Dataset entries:
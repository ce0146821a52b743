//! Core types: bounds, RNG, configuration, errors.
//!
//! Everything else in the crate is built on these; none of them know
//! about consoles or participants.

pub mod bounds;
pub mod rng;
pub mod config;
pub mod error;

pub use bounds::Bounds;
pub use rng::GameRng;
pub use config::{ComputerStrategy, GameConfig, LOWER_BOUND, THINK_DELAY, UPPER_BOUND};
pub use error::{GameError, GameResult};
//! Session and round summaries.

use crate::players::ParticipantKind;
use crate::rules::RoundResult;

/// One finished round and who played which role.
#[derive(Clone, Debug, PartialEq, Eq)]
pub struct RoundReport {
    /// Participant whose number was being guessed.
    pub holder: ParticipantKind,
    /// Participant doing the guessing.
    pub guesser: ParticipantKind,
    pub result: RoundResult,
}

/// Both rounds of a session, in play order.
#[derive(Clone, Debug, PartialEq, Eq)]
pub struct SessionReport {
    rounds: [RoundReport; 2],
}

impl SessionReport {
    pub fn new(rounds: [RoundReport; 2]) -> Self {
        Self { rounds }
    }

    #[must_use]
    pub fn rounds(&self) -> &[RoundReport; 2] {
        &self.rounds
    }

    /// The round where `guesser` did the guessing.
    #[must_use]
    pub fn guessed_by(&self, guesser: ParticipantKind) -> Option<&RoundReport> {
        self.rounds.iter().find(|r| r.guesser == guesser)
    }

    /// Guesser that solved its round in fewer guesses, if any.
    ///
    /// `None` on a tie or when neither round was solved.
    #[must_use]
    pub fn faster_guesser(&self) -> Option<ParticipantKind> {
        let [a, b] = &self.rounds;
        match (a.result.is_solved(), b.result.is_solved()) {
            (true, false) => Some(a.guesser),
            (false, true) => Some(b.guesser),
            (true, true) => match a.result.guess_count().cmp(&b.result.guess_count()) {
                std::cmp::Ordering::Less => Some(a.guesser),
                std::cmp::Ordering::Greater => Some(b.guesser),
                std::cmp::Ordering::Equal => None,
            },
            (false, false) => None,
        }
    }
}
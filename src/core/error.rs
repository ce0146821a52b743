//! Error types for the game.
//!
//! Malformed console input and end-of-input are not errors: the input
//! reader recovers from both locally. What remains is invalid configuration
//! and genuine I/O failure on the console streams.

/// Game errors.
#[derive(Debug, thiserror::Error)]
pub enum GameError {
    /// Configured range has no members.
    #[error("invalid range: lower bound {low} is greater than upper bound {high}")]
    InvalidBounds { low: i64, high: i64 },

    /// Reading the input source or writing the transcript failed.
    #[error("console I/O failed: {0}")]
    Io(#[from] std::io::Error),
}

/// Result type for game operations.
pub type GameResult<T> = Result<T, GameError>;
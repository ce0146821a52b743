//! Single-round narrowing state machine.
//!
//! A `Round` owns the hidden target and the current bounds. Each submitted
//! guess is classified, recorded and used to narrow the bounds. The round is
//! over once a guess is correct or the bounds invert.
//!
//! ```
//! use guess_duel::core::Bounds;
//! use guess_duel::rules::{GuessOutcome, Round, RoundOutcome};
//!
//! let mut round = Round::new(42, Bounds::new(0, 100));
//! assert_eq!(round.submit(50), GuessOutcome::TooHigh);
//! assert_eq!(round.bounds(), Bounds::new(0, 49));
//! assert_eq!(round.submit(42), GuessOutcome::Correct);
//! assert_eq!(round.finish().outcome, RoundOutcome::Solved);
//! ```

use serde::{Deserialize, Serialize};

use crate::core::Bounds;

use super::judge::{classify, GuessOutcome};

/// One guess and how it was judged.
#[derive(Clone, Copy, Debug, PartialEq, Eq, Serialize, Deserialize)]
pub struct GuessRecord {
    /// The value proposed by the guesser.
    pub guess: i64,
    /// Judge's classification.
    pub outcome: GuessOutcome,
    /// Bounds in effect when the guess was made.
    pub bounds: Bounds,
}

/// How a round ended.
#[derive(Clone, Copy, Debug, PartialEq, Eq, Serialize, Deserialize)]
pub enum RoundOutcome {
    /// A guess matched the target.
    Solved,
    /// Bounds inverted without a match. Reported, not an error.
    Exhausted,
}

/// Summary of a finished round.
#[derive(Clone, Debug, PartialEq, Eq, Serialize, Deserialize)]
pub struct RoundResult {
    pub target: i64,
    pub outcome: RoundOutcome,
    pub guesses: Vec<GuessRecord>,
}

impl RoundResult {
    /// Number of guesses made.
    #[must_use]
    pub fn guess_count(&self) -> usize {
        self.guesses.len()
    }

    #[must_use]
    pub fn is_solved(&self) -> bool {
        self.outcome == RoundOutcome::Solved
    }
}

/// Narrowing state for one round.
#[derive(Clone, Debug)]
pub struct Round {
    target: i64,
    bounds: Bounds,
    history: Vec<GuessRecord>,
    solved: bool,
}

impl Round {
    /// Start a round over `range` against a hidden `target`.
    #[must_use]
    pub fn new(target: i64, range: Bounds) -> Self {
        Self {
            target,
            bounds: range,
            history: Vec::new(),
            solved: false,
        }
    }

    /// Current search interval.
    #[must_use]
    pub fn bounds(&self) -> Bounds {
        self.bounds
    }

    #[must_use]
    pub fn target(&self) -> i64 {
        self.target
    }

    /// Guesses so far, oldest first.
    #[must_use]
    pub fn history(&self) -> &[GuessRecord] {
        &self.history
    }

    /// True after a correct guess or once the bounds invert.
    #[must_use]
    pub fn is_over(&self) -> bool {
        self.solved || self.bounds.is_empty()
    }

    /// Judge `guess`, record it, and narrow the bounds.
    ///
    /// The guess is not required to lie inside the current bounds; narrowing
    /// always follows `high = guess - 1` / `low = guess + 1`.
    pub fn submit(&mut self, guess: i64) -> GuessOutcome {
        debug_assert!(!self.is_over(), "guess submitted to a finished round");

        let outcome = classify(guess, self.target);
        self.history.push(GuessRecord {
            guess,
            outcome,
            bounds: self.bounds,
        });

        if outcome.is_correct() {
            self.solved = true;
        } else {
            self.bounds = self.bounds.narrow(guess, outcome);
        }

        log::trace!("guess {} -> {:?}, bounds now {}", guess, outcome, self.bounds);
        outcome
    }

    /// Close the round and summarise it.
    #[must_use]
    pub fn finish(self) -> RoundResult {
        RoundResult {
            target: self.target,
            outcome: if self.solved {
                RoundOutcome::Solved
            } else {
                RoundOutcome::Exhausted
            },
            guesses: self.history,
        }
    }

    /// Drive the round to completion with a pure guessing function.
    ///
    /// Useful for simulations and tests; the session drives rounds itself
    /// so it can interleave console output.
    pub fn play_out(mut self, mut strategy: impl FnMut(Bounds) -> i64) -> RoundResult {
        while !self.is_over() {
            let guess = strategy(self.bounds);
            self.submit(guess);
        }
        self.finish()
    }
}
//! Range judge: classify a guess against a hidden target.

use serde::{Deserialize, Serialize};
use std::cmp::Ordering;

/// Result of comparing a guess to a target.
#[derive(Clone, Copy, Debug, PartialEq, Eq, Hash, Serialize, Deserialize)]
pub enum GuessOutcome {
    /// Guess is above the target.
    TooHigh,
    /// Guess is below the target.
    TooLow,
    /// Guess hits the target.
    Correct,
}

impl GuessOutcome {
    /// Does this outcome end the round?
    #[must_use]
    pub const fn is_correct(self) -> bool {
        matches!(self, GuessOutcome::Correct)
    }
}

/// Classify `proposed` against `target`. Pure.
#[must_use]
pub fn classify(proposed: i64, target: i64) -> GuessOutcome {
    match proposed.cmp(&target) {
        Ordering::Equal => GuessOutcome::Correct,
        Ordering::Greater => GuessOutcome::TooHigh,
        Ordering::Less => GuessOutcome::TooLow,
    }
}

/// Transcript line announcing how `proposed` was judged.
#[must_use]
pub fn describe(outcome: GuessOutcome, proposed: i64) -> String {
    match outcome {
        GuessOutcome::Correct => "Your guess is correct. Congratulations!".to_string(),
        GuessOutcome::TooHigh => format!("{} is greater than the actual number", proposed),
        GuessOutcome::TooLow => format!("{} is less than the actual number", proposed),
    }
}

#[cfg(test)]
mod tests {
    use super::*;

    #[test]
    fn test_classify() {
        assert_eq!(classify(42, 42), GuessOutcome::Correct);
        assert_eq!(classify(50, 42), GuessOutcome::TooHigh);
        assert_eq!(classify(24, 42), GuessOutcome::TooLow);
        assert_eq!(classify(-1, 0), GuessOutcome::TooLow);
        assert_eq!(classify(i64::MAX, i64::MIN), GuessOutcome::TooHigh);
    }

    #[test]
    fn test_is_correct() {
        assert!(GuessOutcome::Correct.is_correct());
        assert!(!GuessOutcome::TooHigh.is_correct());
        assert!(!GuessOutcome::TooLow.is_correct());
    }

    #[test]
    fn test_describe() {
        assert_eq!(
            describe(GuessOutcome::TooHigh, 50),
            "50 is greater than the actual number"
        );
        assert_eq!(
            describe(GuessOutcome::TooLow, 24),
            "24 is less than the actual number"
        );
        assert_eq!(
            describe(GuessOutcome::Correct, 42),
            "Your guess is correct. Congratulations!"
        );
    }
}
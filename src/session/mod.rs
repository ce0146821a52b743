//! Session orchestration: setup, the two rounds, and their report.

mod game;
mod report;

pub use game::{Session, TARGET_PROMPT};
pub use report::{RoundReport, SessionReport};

---

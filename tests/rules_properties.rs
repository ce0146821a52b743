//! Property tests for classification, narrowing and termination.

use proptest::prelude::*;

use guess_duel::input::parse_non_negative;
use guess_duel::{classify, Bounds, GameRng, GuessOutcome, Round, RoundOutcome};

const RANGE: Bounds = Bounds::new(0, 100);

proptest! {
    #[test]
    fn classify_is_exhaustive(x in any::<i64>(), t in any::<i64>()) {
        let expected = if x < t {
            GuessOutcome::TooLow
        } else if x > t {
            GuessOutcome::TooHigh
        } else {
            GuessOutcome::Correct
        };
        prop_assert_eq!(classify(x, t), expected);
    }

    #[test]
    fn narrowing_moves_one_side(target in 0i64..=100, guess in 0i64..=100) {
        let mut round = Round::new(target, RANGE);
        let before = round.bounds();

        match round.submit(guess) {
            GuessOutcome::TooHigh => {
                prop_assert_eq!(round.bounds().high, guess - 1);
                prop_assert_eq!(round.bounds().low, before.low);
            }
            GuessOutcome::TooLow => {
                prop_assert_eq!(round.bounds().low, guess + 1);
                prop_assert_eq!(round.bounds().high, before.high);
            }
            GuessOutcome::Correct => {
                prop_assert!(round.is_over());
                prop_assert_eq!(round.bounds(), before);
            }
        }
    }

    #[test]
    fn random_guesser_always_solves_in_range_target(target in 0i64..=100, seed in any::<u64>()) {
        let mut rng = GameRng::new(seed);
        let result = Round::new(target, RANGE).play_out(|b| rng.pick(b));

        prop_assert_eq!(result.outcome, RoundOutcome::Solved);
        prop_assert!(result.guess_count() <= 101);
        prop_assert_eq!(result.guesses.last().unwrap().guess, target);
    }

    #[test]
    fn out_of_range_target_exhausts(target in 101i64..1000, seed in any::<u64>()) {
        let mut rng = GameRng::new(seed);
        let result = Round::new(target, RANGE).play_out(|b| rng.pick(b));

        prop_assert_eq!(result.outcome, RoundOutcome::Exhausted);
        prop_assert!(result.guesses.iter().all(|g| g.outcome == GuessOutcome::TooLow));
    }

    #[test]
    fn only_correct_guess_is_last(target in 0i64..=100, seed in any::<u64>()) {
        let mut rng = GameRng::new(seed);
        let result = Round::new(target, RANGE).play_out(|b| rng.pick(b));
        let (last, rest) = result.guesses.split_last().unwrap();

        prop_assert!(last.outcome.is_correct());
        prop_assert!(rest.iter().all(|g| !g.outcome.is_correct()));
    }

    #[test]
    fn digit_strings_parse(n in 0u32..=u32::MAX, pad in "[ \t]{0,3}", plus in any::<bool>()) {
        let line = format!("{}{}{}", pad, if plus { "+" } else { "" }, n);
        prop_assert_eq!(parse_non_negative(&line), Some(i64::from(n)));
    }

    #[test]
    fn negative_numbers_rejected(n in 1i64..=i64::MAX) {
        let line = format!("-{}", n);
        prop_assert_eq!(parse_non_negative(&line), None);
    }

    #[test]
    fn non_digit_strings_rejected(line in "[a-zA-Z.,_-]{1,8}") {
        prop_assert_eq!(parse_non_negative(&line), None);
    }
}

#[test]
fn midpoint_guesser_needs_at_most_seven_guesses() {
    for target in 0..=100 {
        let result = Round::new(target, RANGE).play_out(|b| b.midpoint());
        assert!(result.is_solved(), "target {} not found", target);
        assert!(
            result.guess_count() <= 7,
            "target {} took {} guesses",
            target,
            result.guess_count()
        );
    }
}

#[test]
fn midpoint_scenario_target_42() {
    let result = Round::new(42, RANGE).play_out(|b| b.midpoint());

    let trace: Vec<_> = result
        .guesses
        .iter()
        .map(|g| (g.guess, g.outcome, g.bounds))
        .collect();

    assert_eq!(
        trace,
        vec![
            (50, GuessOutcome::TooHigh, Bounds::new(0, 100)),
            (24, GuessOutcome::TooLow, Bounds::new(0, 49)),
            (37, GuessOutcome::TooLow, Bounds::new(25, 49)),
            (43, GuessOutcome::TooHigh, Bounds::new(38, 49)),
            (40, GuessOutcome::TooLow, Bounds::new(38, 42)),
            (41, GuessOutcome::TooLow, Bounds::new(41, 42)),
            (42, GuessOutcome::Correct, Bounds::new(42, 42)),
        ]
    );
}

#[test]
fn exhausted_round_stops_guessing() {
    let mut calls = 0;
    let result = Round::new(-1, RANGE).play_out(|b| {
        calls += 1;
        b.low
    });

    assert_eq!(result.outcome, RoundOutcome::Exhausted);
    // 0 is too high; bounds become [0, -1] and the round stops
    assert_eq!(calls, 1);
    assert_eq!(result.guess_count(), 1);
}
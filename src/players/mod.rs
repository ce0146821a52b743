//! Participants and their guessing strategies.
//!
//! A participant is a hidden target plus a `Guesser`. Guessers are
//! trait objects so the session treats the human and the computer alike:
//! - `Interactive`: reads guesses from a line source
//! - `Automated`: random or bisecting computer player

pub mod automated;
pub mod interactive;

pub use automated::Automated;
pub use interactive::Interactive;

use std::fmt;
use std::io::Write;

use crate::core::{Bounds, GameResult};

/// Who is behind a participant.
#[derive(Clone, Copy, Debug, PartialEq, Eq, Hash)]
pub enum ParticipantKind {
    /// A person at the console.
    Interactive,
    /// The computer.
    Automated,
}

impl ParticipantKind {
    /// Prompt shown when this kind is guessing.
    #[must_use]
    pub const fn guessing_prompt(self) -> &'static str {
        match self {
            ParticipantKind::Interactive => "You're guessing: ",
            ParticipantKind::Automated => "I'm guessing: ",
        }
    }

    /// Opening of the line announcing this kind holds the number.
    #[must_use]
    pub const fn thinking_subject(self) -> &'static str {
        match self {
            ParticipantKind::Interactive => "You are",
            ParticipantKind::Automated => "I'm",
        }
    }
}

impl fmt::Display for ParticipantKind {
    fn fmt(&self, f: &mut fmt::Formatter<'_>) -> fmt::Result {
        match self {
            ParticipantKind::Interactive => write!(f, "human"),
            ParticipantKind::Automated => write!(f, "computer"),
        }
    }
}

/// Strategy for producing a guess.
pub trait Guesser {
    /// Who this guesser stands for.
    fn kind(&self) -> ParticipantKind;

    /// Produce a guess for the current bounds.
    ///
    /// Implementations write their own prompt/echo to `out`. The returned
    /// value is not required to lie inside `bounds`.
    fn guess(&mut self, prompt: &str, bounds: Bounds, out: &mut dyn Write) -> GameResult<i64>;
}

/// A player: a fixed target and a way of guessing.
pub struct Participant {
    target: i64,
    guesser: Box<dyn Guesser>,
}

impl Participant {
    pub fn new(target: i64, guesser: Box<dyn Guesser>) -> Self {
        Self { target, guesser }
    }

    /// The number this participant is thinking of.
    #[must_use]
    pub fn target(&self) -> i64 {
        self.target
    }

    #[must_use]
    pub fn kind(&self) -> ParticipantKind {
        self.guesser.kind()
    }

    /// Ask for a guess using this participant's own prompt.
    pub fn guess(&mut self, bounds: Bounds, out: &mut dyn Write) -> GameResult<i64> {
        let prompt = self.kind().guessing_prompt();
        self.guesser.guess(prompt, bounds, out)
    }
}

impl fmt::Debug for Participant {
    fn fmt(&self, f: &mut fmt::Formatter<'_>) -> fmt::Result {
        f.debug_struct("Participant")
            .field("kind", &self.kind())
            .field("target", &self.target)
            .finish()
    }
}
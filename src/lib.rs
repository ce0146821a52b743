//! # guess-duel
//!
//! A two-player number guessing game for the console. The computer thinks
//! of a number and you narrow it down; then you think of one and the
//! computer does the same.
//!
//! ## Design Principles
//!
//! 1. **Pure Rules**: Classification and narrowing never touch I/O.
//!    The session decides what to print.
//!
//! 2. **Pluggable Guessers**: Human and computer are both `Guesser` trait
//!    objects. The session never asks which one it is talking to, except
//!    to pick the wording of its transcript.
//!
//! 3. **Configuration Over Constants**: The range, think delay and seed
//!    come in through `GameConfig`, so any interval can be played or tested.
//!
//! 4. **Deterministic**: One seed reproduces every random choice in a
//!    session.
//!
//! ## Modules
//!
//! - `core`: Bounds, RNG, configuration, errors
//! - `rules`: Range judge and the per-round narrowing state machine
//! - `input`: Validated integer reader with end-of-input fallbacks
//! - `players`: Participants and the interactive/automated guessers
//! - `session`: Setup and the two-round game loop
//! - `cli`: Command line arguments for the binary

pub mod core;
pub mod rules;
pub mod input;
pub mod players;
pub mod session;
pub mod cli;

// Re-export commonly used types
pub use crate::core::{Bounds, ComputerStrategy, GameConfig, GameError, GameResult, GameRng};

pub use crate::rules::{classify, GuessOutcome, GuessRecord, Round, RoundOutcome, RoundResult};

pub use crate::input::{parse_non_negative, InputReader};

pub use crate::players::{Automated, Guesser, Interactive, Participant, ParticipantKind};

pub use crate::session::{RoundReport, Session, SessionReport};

WORK REQUEST:
Wherever the word "announcing" appears in a line of the data above, copy that line.

EXPECTED ANSWER:
/// Transcript line announcing how `proposed` was judged.
    /// Opening of the line announcing this kind holds the number.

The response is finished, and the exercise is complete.